Stored items
#[cfg(test)]
mod tests {
    use pretty_assertions::assert_eq;

    use super::*;

    #[test]
    fn desktop_cardinals() {
        assert_eq!(Desktop::from_cardinal(Some(2)), Desktop::Index(2));
        assert_eq!(Desktop::from_cardinal(Some(ALL_DESKTOPS)), Desktop::All);
        assert_eq!(Desktop::from_cardinal(None), Desktop::Unknown);

        assert!(Desktop::Index(2).is_on(Some(2)));
        assert!(!Desktop::Index(2).is_on(Some(0)));
        assert!(Desktop::All.is_on(Some(0)));
        assert!(!Desktop::All.is_on(None));
        assert!(!Desktop::Unknown.is_on(Some(0)));

        assert_eq!(Desktop::All.workspace(), None);
        assert_eq!(Desktop::Index(3).workspace(), Some(WorkspaceId::new(3)));
    }

    #[test]
    fn frame_includes_decorations() {
        assert_eq!(outer_frame(104, 130, 320, 180, [4, 4, 30, 4]), Rect::new(100, 100, 328, 214));
        assert_eq!(outer_frame(10, 10, 320, 180, [0; 4]), Rect::new(10, 10, 320, 180));
    }

    #[test]
    fn moveresize_flags_carry_the_source() {
        assert_eq!(moveresize_flags(true), 0x2301);
        assert_eq!(moveresize_flags(false), 0x1301);
    }

    const HOME: WorkspaceId = WorkspaceId::new(0);

    fn on_home(clients: &[(Window, Desktop)]) -> ClientTracker {
        let mut tracker = ClientTracker::default();
        tracker.switch_desktop(Some(0));
        let listed: Vec<Window> = clients.iter().map(|&(window, _)| window).collect();
        tracker.update_clients(&listed, clients);
        tracker
    }

    fn geometry(x: i16, y: i16, width: u16, height: u16) -> Geometry {
        Geometry { x, y, width, height }
    }

    #[test]
    fn new_clients_on_the_current_desktop_are_added() {
        let mut tracker = on_home(&[(0x10, Desktop::Index(0))]);

        let fresh =
            [(0x20, Desktop::Index(0)), (0x30, Desktop::Index(2)), (0x40, Desktop::All)];
        let events = tracker.update_clients(&[0x10, 0x20, 0x30, 0x40], &fresh);

        assert_eq!(
            events,
            vec![
                Event::WindowAdded(HOME, WindowId::new(0x20)),
                Event::WindowAdded(HOME, WindowId::new(0x40)),
            ]
        );
        assert!(tracker.is_known(0x30));
    }

    #[test]
    fn vanished_clients_are_removed_or_unmanaged() {
        let mut tracker = on_home(&[
            (0x10, Desktop::Index(0)),
            (0x20, Desktop::Index(2)),
            (0x30, Desktop::All),
            (0x40, Desktop::Index(0)),
        ]);

        let events = tracker.update_clients(&[0x40], &[]);

        assert_eq!(
            events,
            vec![
                Event::WindowRemoved(HOME, WindowId::new(0x10)),
                Event::WindowUnmanaged(WindowId::new(0x20)),
                Event::WindowRemoved(HOME, WindowId::new(0x30)),
            ]
        );
        assert!(!tracker.is_known(0x10));
        assert!(tracker.is_known(0x40));
    }

    #[test]
    fn clients_without_a_current_desktop_are_recorded_silently() {
        let mut tracker = ClientTracker::default();
        assert_eq!(tracker.update_clients(&[0x10], &[(0x10, Desktop::Index(0))]), vec![]);

        assert_eq!(tracker.switch_desktop(Some(0)), Event::WorkspaceSwitched);
        let events = tracker.update_clients(&[], &[]);
        assert_eq!(events, vec![Event::WindowRemoved(HOME, WindowId::new(0x10))]);
    }

    #[test]
    fn desktop_moves_cross_the_current_desktop() {
        let mut tracker = on_home(&[(0x10, Desktop::Index(2)), (0x20, Desktop::Unknown)]);

        assert_eq!(
            tracker.desktop_changed(0x10, Desktop::Index(0)),
            Some(Event::WindowAdded(HOME, WindowId::new(0x10)))
        );
        assert_eq!(tracker.desktop_changed(0x10, Desktop::All), None);
        assert_eq!(
            tracker.desktop_changed(0x10, Desktop::Index(3)),
            Some(Event::WindowRemoved(HOME, WindowId::new(0x10)))
        );
        assert_eq!(tracker.desktop_changed(0x10, Desktop::Index(1)), None);

        // The desktop was not set yet when the window was listed.
        assert_eq!(
            tracker.desktop_changed(0x20, Desktop::Index(0)),
            Some(Event::WindowAdded(HOME, WindowId::new(0x20)))
        );
    }

    #[test]
    fn desktop_changes_of_unlisted_windows_are_ignored() {
        let mut tracker = on_home(&[]);
        assert_eq!(tracker.desktop_changed(0x99, Desktop::Index(0)), None);
        assert!(!tracker.is_known(0x99));

        let mut detached = ClientTracker::default();
        detached.update_clients(&[0x10], &[(0x10, Desktop::Index(2))]);
        assert_eq!(detached.desktop_changed(0x10, Desktop::Index(0)), None);
    }

    #[test]
    fn configure_reports_size_and_position_separately() {
        let mut tracker = on_home(&[(0x10, Desktop::Index(0))]);
        let window = WindowId::new(0x10);

        assert_eq!(
            tracker.configured(0x10, geometry(10, 10, 320, 180)),
            vec![Event::SizeChanged(window), Event::PositionChanged(window)]
        );
        assert_eq!(
            tracker.configured(0x10, geometry(40, 10, 320, 180)),
            vec![Event::PositionChanged(window)]
        );
        assert_eq!(
            tracker.configured(0x10, geometry(40, 10, 400, 225)),
            vec![Event::SizeChanged(window)]
        );
        assert_eq!(tracker.configured(0x10, geometry(40, 10, 400, 225)), vec![]);

        tracker.destroyed(0x10);
        assert_eq!(tracker.configured(0x10, geometry(40, 10, 400, 225)).len(), 2);
    }

    #[test]
    #[ignore] // Requires an X server with an EWMH window manager
    fn reads_the_active_desktop() {
        let host = X11WindowSystem::connect().unwrap();
        let workspace = host.active_workspace().unwrap();
        for window in host.windows_on(workspace) {
            println!("{window}: {:?} {:?}", host.title(window), host.frame_rect(window));
        }
    }
}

▶ _INSTRUCTIONS TO FOLLOW_
Reproduce every line above containing "WindowRemoved".

▶ _OUTPUT_
                Event::WindowRemoved(HOME, WindowId::new(0x10)),
                Event::WindowRemoved(HOME, WindowId::new(0x30)),
        assert_eq!(events, vec![Event::WindowRemoved(HOME, WindowId::new(0x10))]);
            Some(Event::WindowRemoved(HOME, WindowId::new(0x10)))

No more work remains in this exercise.